What does RoPE's relative-position property mean for context extension?	RoPE encodes relative position (pos_q - pos_k) in the QK dot product. This makes it possible to extend context by adjusting the base frequency without destroying all learned position relationships — only the resolution of long-range positions changes.
What is the 'lost in the middle' phenomenon in long-context models?	Retrieval accuracy is highest for content at the beginning and end of the context window and lowest for content in the middle. This applies even to models trained at the full context length (Liu et al., 2023, arXiv:2307.03172).

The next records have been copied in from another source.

//! File operations executor

use std::fs;
use std::path::Path;

use filetime::FileTime;
use tracing::warn;

use super::actions::SyncAction;
use super::reporting::EventRecorder;
use crate::comparison::EntryKind;
use crate::error::{Result, SyncError};
use crate::progress::ProgressEvent;

/// Executes sync actions against the filesystem.
///
/// There is no journal: an error part-way through a subtree copy leaves
/// whatever was already written in place.
pub struct FileOperationExecutor;

impl FileOperationExecutor {
    /// Execute a sync action, recording one event per completed step
    ///
    /// # Errors
    ///
    /// Returns an error if a file operation fails.
    pub fn execute(action: &SyncAction, recorder: &mut EventRecorder<'_>) -> Result<()> {
        match action {
            SyncAction::CopyFile { source, target } => {
                Self::copy_file(source, target)?;
                recorder.record(ProgressEvent::FileCopied {
                    from: source.clone(),
                    to: target.clone(),
                });
            }
            SyncAction::CopyDirectory { source, target } => {
                Self::copy_directory(source, target, recorder)?;
            }
            SyncAction::UpdateFile { source, target } => {
                Self::copy_file(source, target)?;
                recorder.record(ProgressEvent::FileUpdated {
                    from: source.clone(),
                    to: target.clone(),
                });
            }
            SyncAction::DeleteFile { target } => {
                fs::remove_file(target).map_err(|e| SyncError::io(target, e))?;
                recorder.record(ProgressEvent::FileDeleted {
                    path: target.clone(),
                });
            }
            SyncAction::DeleteDirectory { target } => {
                // Does not follow a symlinked directory; the link itself is removed
                fs::remove_dir_all(target).map_err(|e| SyncError::io(target, e))?;
                recorder.record(ProgressEvent::DirectoryDeleted {
                    path: target.clone(),
                });
            }
            SyncAction::SkipSpecial { source } => {
                warn!(
                    path = %source.display(),
                    "skipping entry that is neither a file nor a directory"
                );
                recorder.record(ProgressEvent::SpecialEntrySkipped {
                    path: source.clone(),
                });
            }
        }
        Ok(())
    }

    /// Create a directory and any missing parents
    ///
    /// # Errors
    ///
    /// Returns [`SyncError::DirectoryCreateFailed`] if creation fails.
    pub fn create_directory(path: &Path, recorder: &mut EventRecorder<'_>) -> Result<()> {
        fs::create_dir_all(path).map_err(|e| SyncError::create_dir(path, e))?;
        recorder.record(ProgressEvent::DirectoryCreated {
            path: path.to_path_buf(),
        });
        Ok(())
    }

    /// Copy a file, overwriting the destination and carrying over its timestamps
    ///
    /// # Errors
    ///
    /// Returns an error if the source cannot be read or the destination written.
    pub fn copy_file(source: &Path, dest: &Path) -> Result<()> {
        let metadata = fs::metadata(source).map_err(|e| SyncError::io(source, e))?;

        fs::copy(source, dest).map_err(|e| SyncError::io(dest, e))?;

        let mtime = FileTime::from_last_modification_time(&metadata);
        let atime = FileTime::from_last_access_time(&metadata);
        filetime::set_file_times(dest, atime, mtime).map_err(|e| SyncError::io(dest, e))?;

        Ok(())
    }

    /// Copy a directory recursively, in name order.
    ///
    /// The source is listed before `dest` is created, so a destination nested
    /// inside the source is not copied into itself.
    fn copy_directory(
        source: &Path,
        dest: &Path,
        recorder: &mut EventRecorder<'_>,
    ) -> Result<()> {
        let mut entries = fs::read_dir(source)
            .map_err(|e| SyncError::io(source, e))?
            .map(|entry| entry.map(|e| e.file_name()))
            .collect::<std::io::Result<Vec<_>>>()
            .map_err(|e| SyncError::io(source, e))?;
        entries.sort();

        Self::create_directory(dest, recorder)?;

        for name in entries {
            let path = source.join(&name);
            let dest_path = dest.join(&name);

            match EntryKind::of(&path) {
                EntryKind::Directory => Self::copy_directory(&path, &dest_path, recorder)?,
                EntryKind::File => {
                    Self::copy_file(&path, &dest_path)?;
                    recorder.record(ProgressEvent::FileCopied {
                        from: path,
                        to: dest_path,
                    });
                }
                EntryKind::Special => {
                    Self::execute(&SyncAction::SkipSpecial { source: path }, recorder)?;
                }
            }
        }

        Ok(())
    }
}

#[cfg(test)]
mod tests {
    use super::*;
    use crate::progress::ProgressSink;
    use std::fs;
    use std::time::{Duration, SystemTime};
    use tempfile::TempDir;

    fn run(action: &SyncAction) -> (Result<()>, Vec<ProgressEvent>) {
        let mut events: Vec<ProgressEvent> = Vec::new();
        let result = {
            let sink: &mut dyn ProgressSink = &mut events;
            let mut recorder = EventRecorder::new(sink, true);
            FileOperationExecutor::execute(action, &mut recorder)
        };
        (result, events)
    }

    #[test]
    fn test_copy_directory_nested() {
        let tmp = TempDir::new().unwrap();
        let src = tmp.path().join("src");
        let dst = tmp.path().join("dst");

        fs::create_dir_all(src.join("subdir")).unwrap();
        fs::write(src.join("root.txt"), "root").unwrap();
        fs::write(src.join("subdir/nested.txt"), "nested").unwrap();

        let (result, events) = run(&SyncAction::CopyDirectory {
            source: src.clone(),
            target: dst.clone(),
        });
        result.unwrap();

        assert_eq!(fs::read_to_string(dst.join("root.txt")).unwrap(), "root");
        assert_eq!(
            fs::read_to_string(dst.join("subdir/nested.txt")).unwrap(),
            "nested"
        );
        // dst, root.txt, subdir, subdir/nested.txt
        assert_eq!(
            events,
            vec![
                ProgressEvent::DirectoryCreated { path: dst.clone() },
                ProgressEvent::FileCopied {
                    from: src.join("root.txt"),
                    to: dst.join("root.txt"),
                },
                ProgressEvent::DirectoryCreated {
                    path: dst.join("subdir"),
                },
                ProgressEvent::FileCopied {
                    from: src.join("subdir/nested.txt"),
                    to: dst.join("subdir/nested.txt"),
                },
            ]
        );
    }

    #[test]
    fn test_copy_directory_empty() {
        let tmp = TempDir::new().unwrap();
        let src = tmp.path().join("src");
        let dst = tmp.path().join("dst");
        fs::create_dir(&src).unwrap();

        let (result, events) = run(&SyncAction::CopyDirectory {
            source: src,
            target: dst.clone(),
        });
        result.unwrap();

        assert!(dst.is_dir());
        assert_eq!(events.len(), 1);
    }

    #[test]
    fn test_copy_file_preserves_mtime() {
        let tmp = TempDir::new().unwrap();
        let src = tmp.path().join("a.txt");
        let dst = tmp.path().join("b.txt");
        fs::write(&src, "data").unwrap();
        let stamp = SystemTime::UNIX_EPOCH + Duration::from_secs(1_500_000_000);
        filetime::set_file_mtime(&src, FileTime::from_system_time(stamp)).unwrap();

        FileOperationExecutor::copy_file(&src, &dst).unwrap();

        assert_eq!(fs::read_to_string(&dst).unwrap(), "data");
        assert_eq!(fs::metadata(&dst).unwrap().modified().unwrap(), stamp);
    }

    #[test]
    fn test_copy_file_overwrites() {
        let tmp = TempDir::new().unwrap();
        let src = tmp.path().join("a.txt");
        let dst = tmp.path().join("b.txt");
        fs::write(&src, "new").unwrap();
        fs::write(&dst, "old content").unwrap();

        let (result, events) = run(&SyncAction::UpdateFile {
            source: src.clone(),
            target: dst.clone(),
        });
        result.unwrap();

        assert_eq!(fs::read_to_string(&dst).unwrap(), "new");
        assert_eq!(
            events,
            vec![ProgressEvent::FileUpdated { from: src, to: dst }]
        );
    }

    #[test]
    fn test_copy_missing_source_is_io_error() {
        let tmp = TempDir::new().unwrap();
        let src = tmp.path().join("vanished.txt");
        let dst = tmp.path().join("b.txt");

        let (result, events) = run(&SyncAction::CopyFile {
            source: src.clone(),
            target: dst,
        });

        let err = result.unwrap_err();
        assert!(matches!(err, SyncError::Io { .. }));
        assert_eq!(err.path(), src.as_path());
        assert!(events.is_empty());
    }

    #[test]
    fn test_delete_directory_recursively() {
        let tmp = TempDir::new().unwrap();
        let dir = tmp.path().join("old");
        fs::create_dir_all(dir.join("inner")).unwrap();
        fs::write(dir.join("inner/file.txt"), "x").unwrap();

        let (result, events) = run(&SyncAction::DeleteDirectory {
            target: dir.clone(),
        });
        result.unwrap();

        assert!(!dir.exists());
        assert_eq!(events, vec![ProgressEvent::DirectoryDeleted { path: dir }]);
    }

    #[test]
    fn test_create_directory_under_file_fails() {
        let tmp = TempDir::new().unwrap();
        let file = tmp.path().join("plain");
        fs::write(&file, "x").unwrap();

        let mut events: Vec<ProgressEvent> = Vec::new();
        let mut recorder = EventRecorder::new(&mut events, true);
        let err = FileOperationExecutor::create_directory(&file.join("child"), &mut recorder)
            .unwrap_err();

        assert!(matches!(err, SyncError::DirectoryCreateFailed { .. }));
    }
}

How does position interpolation extend context length and what is its failure mode?	Scale position indices by L_train/L_new to compress them into the trained range. Failure: high-frequency RoPE dimensions lose resolution — the model cannot distinguish positions that are now mapped to similar indices, degrading long-range retrieval.
What is YaRN and how does it improve on position interpolation?	YaRN (NTK-aware scaling) selectively adjusts RoPE dimensions — high-frequency dimensions stay near trained resolution, low-frequency dimensions receive most of the scaling. This preserves short-range precision while extending the coarse long-range position range.
Calculate KV-cache memory for Llama 3 70B at 128K context in BF16 with GQA G=8.	2 * 80 layers * 8 kv_heads * 128 head_dim * 131072 seq * 2 bytes = ~42 GB. More than half an A100 80GB's HBM is consumed by KV-cache at this context length.
What is ring attention and why does it enable long context without memory explosion on a single GPU?	Ring attention shards the sequence across GPUs — each GPU holds a fraction of the sequence. Attention is computed by circulating K and V in a ring. No single GPU needs to hold the full N×N attention matrix or the full KV-cache.
What is the first KV-cache intervention for a deployed 128K-context model that is exceeding memory budget?	INT8 quantization of the KV-cache (via torch.quantize_per_tensor on the cache tensors). Halves KV-cache memory with negligible retrieval quality loss — the first intervention before considering architectural changes.
Why is long context not a substitute for retrieval in a VC deal analysis system?	A 10K-memo corpus contains far more tokens than any single context window. Retrieval identifies relevant candidates; long context synthesizes the retrieved candidates. Running all 10K memos through a 128K-context model is ~1000x more expensive and retrieves no additional quality.
At what context length do current production models (Llama 3, Qwen, DeepSeek) claim to work reliably?	128K tokens is the practical reliability ceiling for most 2024-2025 production models. Claims of 1M+ context exist but degrade measurably on needle-in-a-haystack evals outside the training distribution.
For the JHU humanoid, is long context relevant to the inference pipeline?	Indirectly. The VLA (SmolVLA or GR00T N1.5) processes short context (a few frames of visual history plus a task instruction — typically under 2K tokens). Long context is relevant if you want to process multi-camera video histories or long-horizon task plans, but not for per-step policy inference.